+++ SUPPLIED MATERIAL

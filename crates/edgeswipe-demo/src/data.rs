//! Built-in sample categories and their rendered layout.

/// Height of one list row, in pixels.
pub const ITEM_HEIGHT: f64 = 56.0;
/// Height of the category heading block.
pub const HEADER_HEIGHT: f64 = 96.0;
/// Height of one description paragraph.
pub const PARAGRAPH_HEIGHT: f64 = 48.0;

/// Text shown above the content when the top hint is visible.
pub const TOP_HINT_PREFIX: &str = "pull down to switch to";
/// Text shown below the content when the bottom hint is visible.
pub const BOTTOM_HINT_PREFIX: &str = "swipe up to switch to";

#[derive(Debug, Clone, PartialEq, Eq)]
pub struct CategoryContent {
    pub title: String,
    pub description: Vec<String>,
}

#[derive(Debug, Clone, PartialEq, Eq)]
pub struct Category {
    pub id: String,
    pub label: String,
    pub content: CategoryContent,
    pub items: Vec<String>,
}

impl Category {
    fn sample(n: usize, label: &str, item_count: usize) -> Self {
        Self {
            id: format!("category{n}"),
            label: label.to_string(),
            content: CategoryContent {
                title: format!("{label} content"),
                description: vec![
                    format!("Details for {label}."),
                    format!("Anything related to {label} goes here."),
                ],
            },
            items: (0..item_count).map(|i| format!("Item {n}-{i}")).collect(),
        }
    }

    /// Laid-out height of this category's content.
    #[must_use]
    pub fn content_height(&self) -> f64 {
        HEADER_HEIGHT
            + PARAGRAPH_HEIGHT * self.content.description.len() as f64
            + ITEM_HEIGHT * self.items.len() as f64
    }
}

/// The four categories the demo ships with.
#[must_use]
pub fn sample_categories() -> Vec<Category> {
    vec![
        Category::sample(1, "Category One", 20),
        Category::sample(2, "Category Two", 15),
        Category::sample(3, "Category Three", 25),
        Category::sample(4, "Category Four", 4),
    ]
}

/// Hint state to render alongside the content.
#[derive(Debug, Clone, Copy, Default, PartialEq, Eq)]
pub struct HintView {
    pub top: Option<usize>,
    pub bottom: Option<usize>,
}

/// Render the sidebar and the active category as plain text.
#[must_use]
pub fn render_view(categories: &[Category], active: usize, hints: HintView) -> String {
    let mut out = String::new();
    let sidebar: Vec<String> = categories
        .iter()
        .enumerate()
        .map(|(i, c)| {
            if i == active {
                format!("[{}]", c.label)
            } else {
                format!(" {} ", c.label)
            }
        })
        .collect();
    out.push_str(&sidebar.join("|"));
    out.push('\n');

    let Some(category) = categories.get(active) else {
        return out;
    };
    if let Some(target) = hints.top.and_then(|i| categories.get(i)) {
        out.push_str(&format!("  ^ {TOP_HINT_PREFIX}: {}\n", target.label));
    }
    out.push_str(&format!("  # {}\n", category.content.title));
    for paragraph in &category.content.description {
        out.push_str(&format!("    {paragraph}\n"));
    }
    out.push_str(&format!(
        "    ({} items, {} px)\n",
        category.items.len(),
        category.content_height()
    ));
    if let Some(target) = hints.bottom.and_then(|i| categories.get(i)) {
        out.push_str(&format!("  v {BOTTOM_HINT_PREFIX}: {}\n", target.label));
    }
    out
}
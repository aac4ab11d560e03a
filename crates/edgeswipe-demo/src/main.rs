#![forbid(unsafe_code)]

fn main() {
    if let Err(error) = edgeswipe_demo::run_from_env() {
        eprintln!("{error}");
        std::process::exit(error.exit_code());
    }
}
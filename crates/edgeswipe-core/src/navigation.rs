#![forbid(unsafe_code)]

//! Bounded category navigation.
//!
//! [`NavigationController`] owns the active category index and is the only
//! place it changes. Every change goes through
//! [`switch_to`](NavigationController::switch_to), which bounds-checks the
//! target, clears the near-edge hints, notifies the host and scrolls the
//! content pane back to the top.
//!
//! # Invariants
//!
//! 1. `active_index < item_count` whenever `item_count > 0`.
//! 2. With zero items every switch is rejected and `active_index` is 0.
//! 3. `on_switch` fires exactly once per accepted switch and never for a
//!    rejected one.
//! 4. A hint is only shown when switching in its direction is possible.

use std::time::Duration;

use web_time::Instant;

use crate::container::{ScrollBehavior, ScrollContainer};
use crate::swipe::{Step, SwipeDirection};
use crate::throttle::Throttle;

/// Default interval between near-edge hint evaluations.
pub const DEFAULT_SCROLL_HINT_INTERVAL: Duration = Duration::from_millis(100);

// ---------------------------------------------------------------------------
// NavigationState
// ---------------------------------------------------------------------------

/// Active position within an ordered list of categories.
#[derive(Debug, Clone, Copy, PartialEq, Eq, Hash, Default)]
pub struct NavigationState {
    active_index: usize,
    item_count: usize,
}

impl NavigationState {
    /// Create a state, clamping `active_index` into `0..item_count`.
    #[must_use]
    pub fn new(active_index: usize, item_count: usize) -> Self {
        Self {
            active_index: active_index.min(item_count.saturating_sub(1)),
            item_count,
        }
    }

    #[inline]
    #[must_use]
    pub const fn active_index(&self) -> usize {
        self.active_index
    }

    #[inline]
    #[must_use]
    pub const fn item_count(&self) -> usize {
        self.item_count
    }

    #[inline]
    #[must_use]
    pub const fn is_empty(&self) -> bool {
        self.item_count == 0
    }

    /// Whether `index` addresses an existing item.
    #[inline]
    #[must_use]
    pub const fn contains(&self, index: usize) -> bool {
        index < self.item_count
    }

    /// Index reached by `step`, if it stays in range.
    #[must_use]
    pub fn target(&self, step: Step) -> Option<usize> {
        step.apply(self.active_index).filter(|&i| self.contains(i))
    }
}

// ---------------------------------------------------------------------------
// NavigationController
// ---------------------------------------------------------------------------

/// Owns the active index and the near-edge hint flags.
pub struct NavigationController<C> {
    state: NavigationState,
    container: Option<C>,
    show_top_hint: bool,
    show_bottom_hint: bool,
    hint_throttle: Throttle,
    edge_tolerance: f64,
    on_switch: Option<Box<dyn FnMut(usize)>>,
}

impl<C> std::fmt::Debug for NavigationController<C> {
    fn fmt(&self, f: &mut std::fmt::Formatter<'_>) -> std::fmt::Result {
        f.debug_struct("NavigationController")
            .field("state", &self.state)
            .field("bound", &self.container.is_some())
            .field("show_top_hint", &self.show_top_hint)
            .field("show_bottom_hint", &self.show_bottom_hint)
            .finish_non_exhaustive()
    }
}

impl<C: ScrollContainer> NavigationController<C> {
    /// Create a controller over `item_count` items starting at `initial`.
    ///
    /// `initial` is clamped to the last item.
    #[must_use]
    pub fn new(initial: usize, item_count: usize) -> Self {
        Self {
            state: NavigationState::new(initial, item_count),
            container: None,
            show_top_hint: false,
            show_bottom_hint: false,
            hint_throttle: Throttle::new(DEFAULT_SCROLL_HINT_INTERVAL),
            edge_tolerance: crate::edge::DEFAULT_EDGE_TOLERANCE,
            on_switch: None,
        }
    }

    /// Set the interval between hint evaluations.
    #[must_use]
    pub fn with_hint_interval(mut self, interval: Duration) -> Self {
        self.set_hint_interval(interval);
        self
    }

    /// Set the edge tolerance used by hint evaluation.
    #[must_use]
    pub fn with_edge_tolerance(mut self, tolerance: f64) -> Self {
        self.set_edge_tolerance(tolerance);
        self
    }

    pub fn set_hint_interval(&mut self, interval: Duration) {
        self.hint_throttle.set_interval(interval);
    }

    pub fn set_edge_tolerance(&mut self, tolerance: f64) {
        self.edge_tolerance = tolerance;
    }

    pub fn bind_container(&mut self, container: C) {
        self.container = Some(container);
    }

    pub fn unbind_container(&mut self) -> Option<C> {
        self.container.take()
    }

    #[must_use]
    pub fn container(&self) -> Option<&C> {
        self.container.as_ref()
    }

    /// Register the callback invoked with the new index after each switch.
    pub fn set_on_switch(&mut self, f: impl FnMut(usize) + 'static) {
        self.on_switch = Some(Box::new(f));
    }

    /// Make `new_index` the active category.
    ///
    /// Returns `false` and changes nothing when `new_index` is out of range.
    /// Switching to the already-active index is accepted and re-runs the
    /// side effects.
    pub fn switch_to(&mut self, new_index: usize) -> bool {
        let _span = tracing::debug_span!("switch_to", index = new_index).entered();
        if !self.state.contains(new_index) {
            tracing::debug!(
                index = new_index,
                item_count = self.state.item_count,
                "switch rejected: index out of range"
            );
            return false;
        }

        let from = self.state.active_index;
        self.state.active_index = new_index;
        self.show_top_hint = false;
        self.show_bottom_hint = false;
        tracing::debug!(from, index = new_index, "switched category");

        if let Some(on_switch) = self.on_switch.as_mut() {
            on_switch(new_index);
        }
        if let Some(container) = self.container.as_ref() {
            container.scroll_to(0.0, ScrollBehavior::Smooth);
        }
        true
    }

    /// Apply a relative step. Steps off either end are dropped.
    pub fn step(&mut self, step: Step) -> bool {
        match step.apply(self.state.active_index) {
            Some(index) => self.switch_to(index),
            None => {
                tracing::debug!(?step, "switch rejected: already at the first item");
                false
            }
        }
    }

    /// Apply the navigation policy for a recognized swipe.
    pub fn navigate(&mut self, direction: SwipeDirection) -> bool {
        self.step(direction.step())
    }

    /// Re-evaluate the near-edge hints from the bound container.
    ///
    /// Throttled; returns whether the evaluation ran.
    pub fn on_scroll(&mut self, now: Instant) -> bool {
        let Some(container) = self.container.as_ref() else {
            return false;
        };
        if !self.hint_throttle.try_acquire(now) {
            tracing::trace!("scroll hint update throttled");
            return false;
        }

        let metrics = container.metrics();
        let show_top =
            metrics.at_top(self.edge_tolerance) && self.state.target(Step::Previous).is_some();
        let show_bottom =
            metrics.at_bottom(self.edge_tolerance) && self.state.target(Step::Next).is_some();
        if show_top != self.show_top_hint || show_bottom != self.show_bottom_hint {
            tracing::trace!(show_top, show_bottom, "near-edge hints changed");
        }
        self.show_top_hint = show_top;
        self.show_bottom_hint = show_bottom;
        true
    }

    /// Whether the "switch to previous" hint is showing.
    #[inline]
    #[must_use]
    pub fn show_top_hint(&self) -> bool {
        self.show_top_hint
    }

    /// Whether the "switch to next" hint is showing.
    #[inline]
    #[must_use]
    pub fn show_bottom_hint(&self) -> bool {
        self.show_bottom_hint
    }

    /// Index the top hint would switch to, while it is showing.
    #[must_use]
    pub fn top_hint_target(&self) -> Option<usize> {
        self.show_top_hint
            .then(|| self.state.target(Step::Previous))
            .flatten()
    }

    /// Index the bottom hint would switch to, while it is showing.
    #[must_use]
    pub fn bottom_hint_target(&self) -> Option<usize> {
        self.show_bottom_hint
            .then(|| self.state.target(Step::Next))
            .flatten()
    }

    /// Replace the item count, clamping the active index.
    ///
    /// Does not notify `on_switch`; the host changed the list itself.
    pub fn set_item_count(&mut self, item_count: usize) {
        let before = self.state.active_index;
        self.state = NavigationState::new(before, item_count);
        self.show_top_hint = false;
        self.show_bottom_hint = false;
        if self.state.active_index != before {
            tracing::debug!(
                from = before,
                index = self.state.active_index,
                item_count,
                "active index clamped to new item count"
            );
        }
    }

    #[inline]
    #[must_use]
    pub fn state(&self) -> NavigationState {
        self.state
    }

    #[inline]
    #[must_use]
    pub fn active_index(&self) -> usize {
        self.state.active_index
    }

    #[inline]
    #[must_use]
    pub fn item_count(&self) -> usize {
        self.state.item_count
    }
}

// ---------------------------------------------------------------------------
// Tests
// ---------------------------------------------------------------------------
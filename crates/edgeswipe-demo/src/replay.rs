//! Replays a [`Script`] against a [`SwipeSwitcher`] on a virtual clock.

use std::fmt;
use std::io::Write;
use std::rc::Rc;
use std::time::Duration;

use edgeswipe_core::{SwipeConfig, SwipeSwitcher, TouchInput, TouchPhase};
use web_time::Instant;

use crate::data::{BOTTOM_HINT_PREFIX, Category, HintView, TOP_HINT_PREFIX, render_view};
use crate::error::{DemoError, Result};
use crate::pane::SimPane;
use crate::script::{Action, Script, expand_swipe};

/// What caused a category switch.
#[derive(Debug, Clone, Copy, PartialEq, Eq)]
pub enum SwitchCause {
    Swipe,
    Tap,
}

impl fmt::Display for SwitchCause {
    fn fmt(&self, f: &mut fmt::Formatter<'_>) -> fmt::Result {
        f.write_str(match self {
            Self::Swipe => "swipe",
            Self::Tap => "tap",
        })
    }
}

#[derive(Debug, Clone, PartialEq, Eq)]
pub struct SwitchRecord {
    pub at_ms: u64,
    pub from: usize,
    pub to: usize,
    pub cause: SwitchCause,
}

#[derive(Debug, Clone, Default, PartialEq, Eq)]
pub struct ReplayReport {
    pub switches: Vec<SwitchRecord>,
    pub final_index: usize,
    /// Moves for which native scrolling was suppressed.
    pub suppressed_moves: usize,
    pub steps: usize,
}

/// One switcher, one simulated pane and the categories it shows.
pub struct Replay {
    categories: Rc<Vec<Category>>,
    pane: SimPane,
    switcher: SwipeSwitcher<SimPane>,
    base: Instant,
    clock_ms: u64,
    report: ReplayReport,
}

impl fmt::Debug for Replay {
    fn fmt(&self, f: &mut fmt::Formatter<'_>) -> fmt::Result {
        f.debug_struct("Replay")
            .field("categories", &self.categories.len())
            .field("clock_ms", &self.clock_ms)
            .field("switcher", &self.switcher)
            .finish_non_exhaustive()
    }
}

impl Replay {
    pub fn new(
        categories: Vec<Category>,
        config: SwipeConfig,
        initial: usize,
        viewport: f64,
    ) -> Result<Self> {
        if !(viewport.is_finite() && viewport > 0.0) {
            return Err(DemoError::invalid(format!(
                "viewport must be a positive number of pixels, got {viewport}"
            )));
        }
        if categories.is_empty() {
            return Err(DemoError::invalid("no categories to show"));
        }

        let categories = Rc::new(categories);
        let mut switcher = SwipeSwitcher::new(config, initial, categories.len());
        let active = switcher.active_index();
        let pane = SimPane::new(viewport, categories[active].content_height());
        switcher.bind_container(pane.clone());

        // New content replaces the old before the pane is scrolled.
        let loader_pane = pane.clone();
        let heights: Vec<f64> = categories.iter().map(Category::content_height).collect();
        switcher.set_on_switch(move |index| {
            if let Some(height) = heights.get(index) {
                loader_pane.load(*height);
            }
        });

        Ok(Self {
            categories,
            pane,
            switcher,
            base: Instant::now(),
            clock_ms: 0,
            report: ReplayReport::default(),
        })
    }

    #[must_use]
    pub fn switcher(&self) -> &SwipeSwitcher<SimPane> {
        &self.switcher
    }

    #[must_use]
    pub fn pane(&self) -> &SimPane {
        &self.pane
    }

    fn at(&self, ms: u64) -> Instant {
        self.base + Duration::from_millis(ms)
    }

    /// Move the clock forward, resolving every deadline on the way.
    fn advance(&mut self, to_ms: u64) {
        let now = self.at(to_ms);
        while let Some(deadline) = self.switcher.next_deadline().filter(|d| *d <= now) {
            self.switcher.tick(deadline);
        }
        self.switcher.tick(now);
        self.clock_ms = to_ms;
    }

    fn hints(&self) -> HintView {
        let nav = self.switcher.navigation();
        HintView {
            top: nav.top_hint_target(),
            bottom: nav.bottom_hint_target(),
        }
    }

    fn view(&self) -> String {
        render_view(&self.categories, self.switcher.active_index(), self.hints())
    }

    fn touch(&mut self, input: &TouchInput, at_ms: u64) -> Option<usize> {
        self.advance(at_ms);
        let now = self.at(at_ms);
        let mut suppressed = false;
        let switched = self
            .switcher
            .process(input, now, &mut || suppressed = true);
        if suppressed {
            self.report.suppressed_moves += 1;
        }
        switched
    }

    fn record(
        &mut self,
        out: &mut impl Write,
        from: usize,
        to: usize,
        cause: SwitchCause,
    ) -> Result<()> {
        self.report.switches.push(SwitchRecord {
            at_ms: self.clock_ms,
            from,
            to,
            cause,
        });
        writeln!(out, "{:>7}ms  {cause}: switched {from} -> {to}", self.clock_ms)?;
        write!(out, "{}", self.view())?;
        Ok(())
    }

    fn on_scrolled(&mut self, out: &mut impl Write, landed: f64) -> Result<()> {
        let now = self.at(self.clock_ms);
        let evaluated = self.switcher.on_scroll(now);
        write!(out, "{:>7}ms  scroll to {landed} px", self.clock_ms)?;
        if !evaluated {
            writeln!(out, " (hints unchanged)")?;
            return Ok(());
        }
        writeln!(out)?;
        let hints = self.hints();
        if let Some(target) = hints.top.and_then(|i| self.categories.get(i)) {
            writeln!(out, "           hint: {TOP_HINT_PREFIX} {}", target.label)?;
        }
        if let Some(target) = hints.bottom.and_then(|i| self.categories.get(i)) {
            writeln!(out, "           hint: {BOTTOM_HINT_PREFIX} {}", target.label)?;
        }
        Ok(())
    }

    /// Run every step of `script`, writing a transcript to `out`.
    pub fn run(&mut self, script: &Script, out: &mut impl Write) -> Result<ReplayReport> {
        script.check()?;
        if let Some(name) = &script.name {
            writeln!(out, "script: {name}")?;
        }
        write!(out, "{}", self.view())?;

        for (i, step) in script.steps.iter().enumerate() {
            if step.at_ms < self.clock_ms {
                return Err(DemoError::script(i, "replay clock already past this step"));
            }
            let _span = tracing::debug_span!("step", index = i, at_ms = step.at_ms).entered();
            self.advance(step.at_ms);
            let before = self.switcher.active_index();

            match &step.action {
                Action::Touch(input) => {
                    if let Some(index) = self.touch(input, step.at_ms) {
                        self.record(out, before, index, SwitchCause::Swipe)?;
                    } else if input.phase == TouchPhase::End {
                        writeln!(out, "{:>7}ms  touch end: no switch", step.at_ms)?;
                    }
                }
                Action::Swipe {
                    from,
                    to,
                    duration_ms,
                    moves,
                } => {
                    let mut switched = None;
                    for (offset, input) in expand_swipe(*from, *to, *duration_ms, *moves) {
                        switched = switched.or(self.touch(&input, step.at_ms + offset));
                    }
                    match switched {
                        Some(index) => self.record(out, before, index, SwitchCause::Swipe)?,
                        None => writeln!(
                            out,
                            "{:>7}ms  swipe ({}, {}) -> ({}, {}): no switch",
                            self.clock_ms, from.x, from.y, to.x, to.y
                        )?,
                    }
                }
                Action::Scroll { offset } => {
                    let landed = self.pane.user_scroll(*offset);
                    self.on_scrolled(out, landed)?;
                }
                Action::ScrollToTop => {
                    let landed = self.pane.user_scroll(0.0);
                    self.on_scrolled(out, landed)?;
                }
                Action::ScrollToBottom => {
                    let landed = self.pane.scroll_to_bottom();
                    self.on_scrolled(out, landed)?;
                }
                Action::Tap { index } => {
                    if self.switcher.select(*index) {
                        self.record(out, before, *index, SwitchCause::Tap)?;
                    } else {
                        writeln!(out, "{:>7}ms  tap {index}: ignored", step.at_ms)?;
                    }
                }
                Action::Wait => {}
            }
            self.report.steps += 1;
        }

        self.report.final_index = self.switcher.active_index();
        tracing::debug!(
            steps = self.report.steps,
            switches = self.report.switches.len(),
            final_index = self.report.final_index,
            "replay finished"
        );
        Ok(self.report.clone())
    }
}
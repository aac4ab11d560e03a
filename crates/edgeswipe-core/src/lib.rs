#![forbid(unsafe_code)]

//! Core: edge-aware swipe recognition and bounded category navigation.
//!
//! # Role in edgeswipe
//! `edgeswipe-core` turns raw touch input on a scrollable content pane into
//! category switches. A swipe only counts when the pane is already scrolled to
//! the edge the finger is pulling away from, so ordinary scrolling never
//! changes the category.
//!
//! # Primary responsibilities
//! - **Throttle**: time-window rate limiting for high-frequency touch moves.
//! - **Edge detection**: classify a container's scroll position as top, bottom,
//!   or neither.
//! - **GestureRecognizer**: per-contact state machine that raises at most one
//!   navigation intent per touch sequence.
//! - **NavigationController**: owns the active index and applies bounds-checked
//!   transitions.
//! - **SwipeSwitcher**: wires the recognizer to the controller over one shared
//!   container.
//!
//! # Time
//! Nothing here sleeps or spawns. Every handler takes the current
//! [`Instant`](web_time::Instant); pending delays (settle scroll, re-entrancy
//! lock) are deadlines that [`SwipeSwitcher::tick`](switcher::SwipeSwitcher::tick)
//! resolves. This keeps the state machines deterministic under test and usable
//! from a browser event loop.

pub mod config;
pub mod container;
pub mod edge;
pub mod event;
pub mod gesture;
pub mod navigation;
pub mod swipe;
pub mod switcher;
pub mod throttle;

pub use config::{Axes, SwipeConfig};
pub use container::{ScrollBehavior, ScrollContainer};
pub use edge::{EdgeState, ScrollMetrics, detect_edge};
pub use event::{TouchInput, TouchPhase, TouchPoint};
pub use gesture::{GestureRecognizer, PreventDefault};
pub use navigation::{NavigationController, NavigationState};
pub use swipe::{Step, SwipeDirection, SwipeResult};
pub use switcher::SwipeSwitcher;
pub use throttle::{Throttle, Throttled};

++++++

PROBLEM DESCRIPTION → Where a line in the records above contains the string "SwipeSwitcher", copy that line.

EXERCISE RESPONSE →
//! Replays a [`Script`] against a [`SwipeSwitcher`] on a virtual clock.
use edgeswipe_core::{SwipeConfig, SwipeSwitcher, TouchInput, TouchPhase};
    switcher: SwipeSwitcher<SimPane>,
        let mut switcher = SwipeSwitcher::new(config, initial, categories.len());
    pub fn switcher(&self) -> &SwipeSwitcher<SimPane> {
//! - **SwipeSwitcher**: wires the recognizer to the controller over one shared
//! lock) are deadlines that [`SwipeSwitcher::tick`](switcher::SwipeSwitcher::tick)
pub use switcher::SwipeSwitcher;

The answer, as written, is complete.